### What needs to be done
Search the data for the string "type" and copy each line in which it appears.

### Data for review
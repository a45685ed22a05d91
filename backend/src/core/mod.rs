//! Simulated time: the tick counter and the real-time clock that drives it

pub mod clock;
pub mod time;

pub use clock::{ClockError, ClockHandle, SimulationClock};
pub use time::TimeManager;
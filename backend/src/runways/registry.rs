//! Runway registry
//!
//! Runways are kept in registration order. That order is the tie-break for
//! automatic selection, so it must never be shuffled.

use serde::{Deserialize, Serialize};

use crate::models::{Occupancy, Runway, RunwayError};

#[derive(Debug, Clone, Default, Serialize, Deserialize)]
pub struct RunwayRegistry {
    runways: Vec<Runway>,
}

impl RunwayRegistry {
    pub fn new() -> Self {
        Self::default()
    }

    /// Register a runway; ids must be unique
    pub fn add(&mut self, runway: Runway) -> Result<(), RunwayError> {
        if self.contains(runway.id()) {
            return Err(RunwayError::DuplicateId(runway.id().to_string()));
        }
        self.runways.push(runway);
        Ok(())
    }

    pub fn contains(&self, id: &str) -> bool {
        self.runways.iter().any(|r| r.id() == id)
    }

    pub fn get(&self, id: &str) -> Option<&Runway> {
        self.runways.iter().find(|r| r.id() == id)
    }

    pub fn get_mut(&mut self, id: &str) -> Option<&mut Runway> {
        self.runways.iter_mut().find(|r| r.id() == id)
    }

    pub fn require_mut(&mut self, id: &str) -> Result<&mut Runway, RunwayError> {
        self.get_mut(id)
            .ok_or_else(|| RunwayError::NotFound(id.to_string()))
    }

    pub fn iter(&self) -> impl Iterator<Item = &Runway> {
        self.runways.iter()
    }

    pub fn len(&self) -> usize {
        self.runways.len()
    }

    pub fn is_empty(&self) -> bool {
        self.runways.is_empty()
    }

    /// Count down every occupancy by one tick.
    ///
    /// Returns `(runway_id, cleared occupancy)` for each runway freed.
    pub fn update_status(&mut self) -> Vec<(String, Occupancy)> {
        self.runways
            .iter_mut()
            .filter_map(|runway| {
                runway
                    .update_status()
                    .map(|cleared| (runway.id().to_string(), cleared))
            })
            .collect()
    }
}

#[cfg(test)]
mod tests {
    use super::*;
    use crate::models::{OccupancyReason, RunwayTier};

    #[test]
    fn test_duplicate_ids_rejected() {
        let mut registry = RunwayRegistry::new();
        registry.add(Runway::new("09L", RunwayTier::Small)).unwrap();
        assert_eq!(
            registry.add(Runway::new("09L", RunwayTier::Large)),
            Err(RunwayError::DuplicateId("09L".to_string()))
        );
        assert_eq!(registry.len(), 1);
    }

    #[test]
    fn test_update_status_reports_released_runways() {
        let mut registry = RunwayRegistry::new();
        registry.add(Runway::new("A", RunwayTier::Small)).unwrap();
        registry.add(Runway::new("B", RunwayTier::Small)).unwrap();
        registry
            .require_mut("A")
            .unwrap()
            .occupy(OccupancyReason::Landing, 1, None)
            .unwrap();
        registry
            .require_mut("B")
            .unwrap()
            .occupy(OccupancyReason::Repair, 2, None)
            .unwrap();

        let released = registry.update_status();
        assert_eq!(released.len(), 1);
        assert_eq!(released[0].0, "A");
        assert!(registry.get("B").unwrap().is_occupied());
    }
}
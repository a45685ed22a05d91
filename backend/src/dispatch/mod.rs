//! Landing dispatch
//!
//! This module decides which runway a due flight lands on, or why it
//! cannot land yet.
//!
//! # Modes
//!
//! - **Automatic**: the allocator's first eligible runway (registration order)
//! - **Manual**: the eligible list is handed to a [`RunwaySelector`]; its
//!   answer is validated and anything unusable falls back to automatic
//!
//! # Selector Interface
//!
//! Any external decision source implements [`RunwaySelector`]:
//! ```rust
//! use airport_simulator_core_rs::dispatch::{RunwayChoice, RunwaySelector};
//! use airport_simulator_core_rs::models::{Flight, Runway};
//!
//! struct AlwaysHold;
//!
//! impl RunwaySelector for AlwaysHold {
//!     fn choose_runway(&mut self, _flight: &Flight, _candidates: &[&Runway]) -> RunwayChoice {
//!         RunwayChoice::Delay
//!     }
//! }
//! ```
//!
//! Closures with the same signature implement it too.

pub mod dispatcher;

use serde::{Deserialize, Serialize};
use std::collections::VecDeque;

use crate::models::{Flight, Runway};

pub use dispatcher::{
    DispatchConfig, DispatchContext, DispatchError, DispatchOutcome, DispatchPhase,
    LandingDispatcher, LandingReport,
};

/// How due flights are matched to runways
#[derive(Debug, Clone, Copy, PartialEq, Eq, Default, Serialize, Deserialize)]
#[serde(rename_all = "snake_case")]
pub enum DispatchMode {
    #[default]
    Automatic,
    Manual,
}

/// Answer from a manual-dispatch collaborator
#[derive(Debug, Clone, PartialEq, Eq, Serialize, Deserialize)]
pub enum RunwayChoice {
    /// Land on this runway id
    Runway(String),
    /// Hold the flight (delays it by the manual delay)
    Delay,
    /// Unusable answer; the raw text is kept for the log
    Invalid(String),
}

impl RunwayChoice {
    /// Interpret free-form operator input.
    ///
    /// Empty input or `none`/`delay`/`hold` means delay; a 1-based index
    /// picks from `candidates`; anything else is treated as a runway id.
    ///
    /// # Example
    /// ```
    /// use airport_simulator_core_rs::dispatch::RunwayChoice;
    ///
    /// let ids = vec!["09L".to_string(), "27R".to_string()];
    /// assert_eq!(RunwayChoice::parse("2", &ids), RunwayChoice::Runway("27R".to_string()));
    /// assert_eq!(RunwayChoice::parse("", &ids), RunwayChoice::Delay);
    /// assert_eq!(RunwayChoice::parse("7", &ids), RunwayChoice::Invalid("7".to_string()));
    /// ```
    pub fn parse(input: &str, candidates: &[String]) -> Self {
        let trimmed = input.trim();
        match trimmed.to_ascii_lowercase().as_str() {
            "" | "none" | "delay" | "hold" => return RunwayChoice::Delay,
            _ => {}
        }
        if let Ok(index) = trimmed.parse::<usize>() {
            return match index.checked_sub(1).and_then(|i| candidates.get(i)) {
                Some(id) => RunwayChoice::Runway(id.clone()),
                None => RunwayChoice::Invalid(trimmed.to_string()),
            };
        }
        RunwayChoice::Runway(trimmed.to_string())
    }
}

/// External decision source for manual dispatch
///
/// Called with the flight and every runway that could take it right now,
/// in registration order. The list is never empty.
pub trait RunwaySelector {
    fn choose_runway(&mut self, flight: &Flight, candidates: &[&Runway]) -> RunwayChoice;
}

impl<F> RunwaySelector for F
where
    F: FnMut(&Flight, &[&Runway]) -> RunwayChoice,
{
    fn choose_runway(&mut self, flight: &Flight, candidates: &[&Runway]) -> RunwayChoice {
        self(flight, candidates)
    }
}

/// Replays a fixed queue of answers
///
/// Once the queue runs dry every answer is `Invalid`, which makes the
/// dispatcher fall back to automatic selection.
#[derive(Debug, Clone, Default)]
pub struct ScriptedSelector {
    responses: VecDeque<RunwayChoice>,
    requests: Vec<(String, Vec<String>)>,
}

impl ScriptedSelector {
    pub fn new(responses: impl IntoIterator<Item = RunwayChoice>) -> Self {
        Self {
            responses: responses.into_iter().collect(),
            requests: Vec::new(),
        }
    }

    pub fn push(&mut self, choice: RunwayChoice) {
        self.responses.push_back(choice);
    }

    /// `(flight_number, candidate ids)` for every request seen so far
    pub fn requests(&self) -> &[(String, Vec<String>)] {
        &self.requests
    }

    pub fn remaining(&self) -> usize {
        self.responses.len()
    }
}

impl RunwaySelector for ScriptedSelector {
    fn choose_runway(&mut self, flight: &Flight, candidates: &[&Runway]) -> RunwayChoice {
        self.requests.push((
            flight.flight_number().to_string(),
            candidates.iter().map(|r| r.id().to_string()).collect(),
        ));
        self.responses
            .pop_front()
            .unwrap_or_else(|| RunwayChoice::Invalid("script exhausted".to_string()))
    }
}

/// Picks the least-worn candidate; ties go to registration order
#[derive(Debug, Clone, Copy, Default)]
pub struct LeastWornSelector;

impl RunwaySelector for LeastWornSelector {
    fn choose_runway(&mut self, _flight: &Flight, candidates: &[&Runway]) -> RunwayChoice {
        candidates
            .iter()
            .min_by_key(|r| r.wear())
            .map(|r| RunwayChoice::Runway(r.id().to_string()))
            .unwrap_or(RunwayChoice::Delay)
    }
}
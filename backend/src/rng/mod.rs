//! Deterministic random number generation
//!
//! Every random draw in the airport core (flight arrivals, wear jitter,
//! weather rolls) goes through one injected [`RngManager`]. There is no
//! ambient random source: the orchestrator owns the manager and lends it
//! to the components that need it.

mod xorshift;

pub use xorshift::RngManager;
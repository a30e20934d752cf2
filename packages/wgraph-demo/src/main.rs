mod cli;

use anyhow::{Context, Result};
use clap::Parser;
use log::info;
use serde::Serialize;
use wgraph::{
    GraphBase, LatexDisplay, ShortestPaths, WeightedGraph, dijkstra, escape_latex, read_edge_list,
};

use crate::cli::{Cli, Format};

const SAMPLE_EDGES: [(&str, &str, u64); 7] = [
    ("A", "B", 4),
    ("A", "C", 2),
    ("B", "C", 5),
    ("B", "D", 10),
    ("C", "E", 3),
    ("E", "D", 4),
    ("D", "F", 11),
];

#[derive(Serialize)]
struct Report<'a> {
    start: &'a str,
    distances: Vec<Row<'a>>,
    #[serde(skip_serializing_if = "Option::is_none")]
    path: Option<PathReport<'a>>,
}

#[derive(Serialize)]
struct Row<'a> {
    node: &'a str,
    distance: Option<u64>,
    predecessor: Option<&'a str>,
}

#[derive(Serialize)]
struct PathReport<'a> {
    to: &'a str,
    distance: Option<u64>,
    nodes: Vec<String>,
}

fn load_graph(cli: &Cli) -> Result<WeightedGraph<String, u64>> {
    let bidirectional = !cli.directed;
    match &cli.edges {
        Some(path) => read_edge_list(path, bidirectional)
            .with_context(|| format!("failed to load edge list {}", path.display())),
        None => Ok(WeightedGraph::from_edges(SAMPLE_EDGES, bidirectional)),
    }
}

fn format_distance(distance: Option<u64>) -> String {
    distance.map_or_else(|| "inf".to_string(), |d| d.to_string())
}

fn no_path(result: &ShortestPaths<String, u64>, to: &str) -> String {
    format!("No path from {} to {}.", result.source(), to)
}

fn render_text(result: &ShortestPaths<String, u64>, to: Option<&str>) -> String {
    let mut out = format!("Shortest distances from {}:\n", result.source());
    for (node, distance, _) in result.iter() {
        out.push_str(&format!("{}: {}\n", node, format_distance(distance)));
    }

    if let Some(to) = to {
        match result.lightest_path_to(to) {
            Some((weight, path)) => out.push_str(&format!(
                "Shortest path from {} to {} has weight {}: {}\n",
                result.source(),
                to,
                weight,
                path.join(" -> ")
            )),
            None => {
                out.push_str(&no_path(result, to));
                out.push('\n');
            }
        }
    }
    out
}

fn render_latex(result: &ShortestPaths<String, u64>, to: Option<&str>) -> String {
    let mut out = result.to_latex();
    if let Some(to) = to {
        let path = result.path_to(to);
        if path.is_empty() {
            out.push_str(&escape_latex(&no_path(result, to)));
        } else {
            let labels: Vec<String> = path.iter().map(|node| escape_latex(node)).collect();
            out.push_str(&format!("Path: {}", labels.join(" $\\to$ ")));
        }
        out.push('\n');
    }
    out
}

fn render_json(result: &ShortestPaths<String, u64>, to: Option<&str>) -> Result<String> {
    let report = Report {
        start: result.source(),
        distances: result
            .iter()
            .map(|(node, distance, predecessor)| Row {
                node,
                distance,
                predecessor: predecessor.map(String::as_str),
            })
            .collect(),
        path: to.map(|to| PathReport {
            to,
            distance: result.distance(to),
            nodes: result.path_to(to),
        }),
    };
    Ok(serde_json::to_string_pretty(&report)? + "\n")
}

fn main() -> Result<()> {
    env_logger::init();
    let cli = Cli::parse();

    let graph = load_graph(&cli)?;
    info!(
        "graph loaded: {} nodes, {} directed edges",
        graph.order(),
        graph.size()
    );
    if !graph.contains_node(cli.start.as_str()) {
        info!("start node {} has no edges", cli.start);
    }

    let result = dijkstra(&graph, cli.start.clone());
    let to = cli.to.as_deref();

    let output = match cli.format {
        Format::Text => render_text(&result, to),
        Format::Latex => render_latex(&result, to),
        Format::Json => render_json(&result, to)?,
    };
    print!("{output}");

    Ok(())
}
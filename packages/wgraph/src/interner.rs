//! Node interner mapping user-provided labels to dense `NodeId`s.

use crate::core::NodeId;
use indexmap::{Equivalent, IndexSet};
use std::hash::Hash;

/// IndexSet-backed interner. Keys are deduplicated and keep the order in which
/// they were first seen, so `NodeId(i)` is the i-th distinct key.
#[derive(Clone, Debug, PartialEq, Eq)]
#[cfg_attr(feature = "serde", derive(serde::Serialize, serde::Deserialize))]
#[cfg_attr(feature = "serde", serde(transparent))]
pub struct NodeInterner<K>
where
    K: Eq + Hash,
{
    keys: IndexSet<K>,
}

impl<K> NodeInterner<K>
where
    K: Eq + Hash,
{
    pub fn new() -> Self {
        Self {
            keys: IndexSet::new(),
        }
    }

    pub fn with_capacity(capacity: usize) -> Self {
        Self {
            keys: IndexSet::with_capacity(capacity),
        }
    }

    /// Intern `key`. If it already exists, returns the existing NodeId.
    pub fn intern(&mut self, key: K) -> NodeId {
        let (index, _) = self.keys.insert_full(key);
        NodeId(index)
    }

    pub fn len(&self) -> usize {
        self.keys.len()
    }

    pub fn is_empty(&self) -> bool {
        self.keys.is_empty()
    }

    /// Key for an id issued by this interner.
    pub fn key(&self, id: NodeId) -> &K {
        &self.keys[id.0]
    }

    pub fn get_id<Q>(&self, key: &Q) -> Option<NodeId>
    where
        Q: ?Sized + Hash + Equivalent<K>,
    {
        self.keys.get_index_of(key).map(NodeId)
    }

    pub fn iter(&self) -> impl Iterator<Item = (NodeId, &K)> {
        self.keys.iter().enumerate().map(|(i, k)| (NodeId(i), k))
    }

    pub fn keys(&self) -> impl Iterator<Item = &K> {
        self.keys.iter()
    }
}

impl<K> Default for NodeInterner<K>
where
    K: Eq + Hash,
{
    fn default() -> Self {
        Self::new()
    }
}
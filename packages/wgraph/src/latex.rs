use std::fmt::Display;
use std::hash::Hash;

use crate::{ShortestPaths, Weight};

pub trait LatexDisplay {
    fn to_latex(&self) -> String;
}

pub fn escape_latex(s: &str) -> String {
    s.replace('\\', "\\textbackslash{}")
        .replace('%', "\\%")
        .replace('&', "\\&")
        .replace('#', "\\#")
        .replace('_', "\\_")
        .replace('{', "\\{")
        .replace('}', "\\}")
        .replace('$', "\\$")
}

impl<K, W> LatexDisplay for ShortestPaths<K, W>
where
    K: Clone + Eq + Hash + Display,
    W: Weight,
{
    fn to_latex(&self) -> String {
        let mut result = String::new();
        result.push_str("\\begin{tabular}{|c|c|c|}\n\\hline\n");
        result.push_str("Node & Distance & Predecessor \\\\\n\\hline\n");
        for (node, distance, predecessor) in self.iter() {
            let distance_str = match distance {
                Some(d) => d.to_string(),
                None => "$\\infty$".to_string(),
            };
            let pred_str = match predecessor {
                Some(p) => escape_latex(&p.to_string()),
                None => "undef".to_string(),
            };
            result.push_str(&format!(
                "{} & {} & {} \\\\\n",
                escape_latex(&node.to_string()),
                distance_str,
                pred_str
            ));
        }
        result.push_str("\\hline\n\\end{tabular}\n");
        result
    }
}
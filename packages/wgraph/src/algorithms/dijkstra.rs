use std::cmp::Reverse;
use std::collections::{BinaryHeap, HashMap};
use std::hash::Hash;

use indexmap::{Equivalent, IndexMap};
use log::{debug, trace, warn};

use crate::algorithms::path::walk_predecessors;
use crate::{GraphBase, NodeId, NodeInterner, Weight};

/// Best known distance per node; `None` is infinity.
pub type DistanceTable<K, W> = IndexMap<K, Option<W>>;

/// Node each node was reached from; `None` for the source and unreached nodes.
pub type PredecessorTable<K> = IndexMap<K, Option<K>>;

/// Distances and predecessors of one Dijkstra run.
///
/// Covers every node of the graph plus the source, in the graph's node order.
/// A source that is unknown to the graph is appended as an isolated node.
#[derive(Clone, Debug, PartialEq, Eq)]
#[cfg_attr(feature = "serde", derive(serde::Serialize, serde::Deserialize))]
pub struct ShortestPaths<K, W>
where
    K: Eq + Hash,
{
    nodes: NodeInterner<K>,
    distances: Vec<Option<W>>,
    predecessors: Vec<Option<NodeId>>,
    source: NodeId,
}

impl<K, W> ShortestPaths<K, W>
where
    K: Clone + Eq + Hash,
    W: Weight,
{
    pub fn source(&self) -> &K {
        self.nodes.key(self.source)
    }

    /// Number of nodes covered by the tables.
    pub fn len(&self) -> usize {
        self.nodes.len()
    }

    pub fn is_empty(&self) -> bool {
        self.nodes.is_empty()
    }

    /// Shortest distance from the source, `None` if `node` is unreachable or unknown.
    pub fn distance<Q>(&self, node: &Q) -> Option<W>
    where
        Q: ?Sized + Hash + Equivalent<K>,
    {
        self.nodes
            .get_id(node)
            .and_then(|id| self.distances[id.0])
    }

    pub fn predecessor<Q>(&self, node: &Q) -> Option<&K>
    where
        Q: ?Sized + Hash + Equivalent<K>,
    {
        let id = self.nodes.get_id(node)?;
        self.predecessors[id.0].map(|p| self.nodes.key(p))
    }

    pub fn is_reachable<Q>(&self, node: &Q) -> bool
    where
        Q: ?Sized + Hash + Equivalent<K>,
    {
        self.distance(node).is_some()
    }

    /// `(node, distance, predecessor)` rows in node order.
    pub fn iter(&self) -> impl Iterator<Item = (&K, Option<W>, Option<&K>)> + '_ {
        self.nodes.iter().map(|(id, key)| {
            (
                key,
                self.distances[id.0],
                self.predecessors[id.0].map(|p| self.nodes.key(p)),
            )
        })
    }

    pub fn distances(&self) -> DistanceTable<K, W> {
        self.iter().map(|(k, d, _)| (k.clone(), d)).collect()
    }

    pub fn predecessors(&self) -> PredecessorTable<K> {
        self.iter()
            .map(|(k, _, p)| (k.clone(), p.cloned()))
            .collect()
    }

    pub fn into_tables(self) -> (DistanceTable<K, W>, PredecessorTable<K>) {
        (self.distances(), self.predecessors())
    }

    /// Nodes on a shortest path from the source to `end`, both inclusive.
    /// Empty when `end` is unreachable or unknown.
    pub fn path_to<Q>(&self, end: &Q) -> Vec<K>
    where
        Q: ?Sized + Hash + Equivalent<K>,
    {
        let Some(end) = self.nodes.get_id(end) else {
            return Vec::new();
        };
        if self.distances[end.0].is_none() {
            return Vec::new();
        }

        walk_predecessors(&self.source, end, self.len(), |&id| {
            self.predecessors[id.0]
        })
        .into_iter()
        .map(|id| self.nodes.key(id).clone())
        .collect()
    }

    /// Distance and path to `target`, or `None` if it cannot be reached.
    pub fn lightest_path_to<Q>(&self, target: &Q) -> Option<(W, Vec<K>)>
    where
        Q: ?Sized + Hash + Equivalent<K>,
    {
        let weight = self.distance(target)?;
        Some((weight, self.path_to(target)))
    }
}

/// Single-source shortest paths with a lazy-deletion binary heap.
///
/// Improvements push a fresh frontier entry instead of decreasing a key; entries
/// for nodes that were already finalized are skipped when popped. Entries with
/// equal distance pop in node order. Weights must be non-negative, which is not
/// checked. A relaxation whose sum overflows `W` is skipped.
pub fn dijkstra<G>(graph: &G, start: G::Key) -> ShortestPaths<G::Key, G::Weight>
where
    G: GraphBase,
{
    // Result slots are dense and in `node_ids()` order; map the graph's own
    // ids onto them so implementors are free to use sparse ids.
    let mut nodes = NodeInterner::with_capacity(graph.order() + 1);
    let mut graph_ids = Vec::with_capacity(graph.order());
    let mut local = HashMap::with_capacity(graph.order());
    for id in graph.node_ids() {
        local.insert(id, nodes.intern(graph.node_key(id).clone()));
        graph_ids.push(id);
    }
    let source = nodes.intern(start);
    let in_graph = source.0 < graph_ids.len();

    debug!(
        "dijkstra: {} nodes, {} edges, source {:?}{}",
        graph.order(),
        graph.size(),
        nodes.key(source),
        if in_graph { "" } else { " (not in graph)" }
    );

    let order = nodes.len();
    let zero = <G::Weight as Weight>::zero();
    let mut distances = vec![None; order];
    let mut predecessors: Vec<Option<NodeId>> = vec![None; order];
    let mut visited = vec![false; order];
    distances[source.0] = Some(zero);

    let mut frontier = BinaryHeap::new();
    frontier.push(Reverse((zero, source)));
    let mut pushes = 1usize;
    let mut stale = 0usize;
    let mut finalized = 0usize;

    while let Some(Reverse((distance, current))) = frontier.pop() {
        if visited[current.0] {
            stale += 1;
            trace!("skipping stale entry ({}, {:?})", distance, nodes.key(current));
            continue;
        }
        visited[current.0] = true;
        finalized += 1;

        // A source the graph does not know has no out-edges.
        let Some(&graph_id) = graph_ids.get(current.0) else {
            continue;
        };

        for edge in graph.out_edges(graph_id) {
            let Some(&to) = local.get(&edge.to) else {
                warn!("edge to unlisted node {:?} ignored", edge.to);
                continue;
            };
            let Some(candidate) = distance.checked_add(edge.weight) else {
                warn!(
                    "distance overflow relaxing {:?} -> {:?}; edge ignored",
                    nodes.key(current),
                    nodes.key(to)
                );
                continue;
            };

            if distances[to.0].is_none_or(|known| candidate < known) {
                trace!(
                    "relax {:?} -> {:?}: {}",
                    nodes.key(current),
                    nodes.key(to),
                    candidate
                );
                distances[to.0] = Some(candidate);
                predecessors[to.0] = Some(current);
                frontier.push(Reverse((candidate, to)));
                pushes += 1;
            }
        }
    }

    debug!(
        "dijkstra: finalized {} of {} nodes, {} heap pushes, {} stale pops",
        finalized, order, pushes, stale
    );

    ShortestPaths {
        nodes,
        distances,
        predecessors,
        source,
    }
}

### Exercise solution
pub type DistanceTable<K, W> = IndexMap<K, Option<W>>;
pub type PredecessorTable<K> = IndexMap<K, Option<K>>;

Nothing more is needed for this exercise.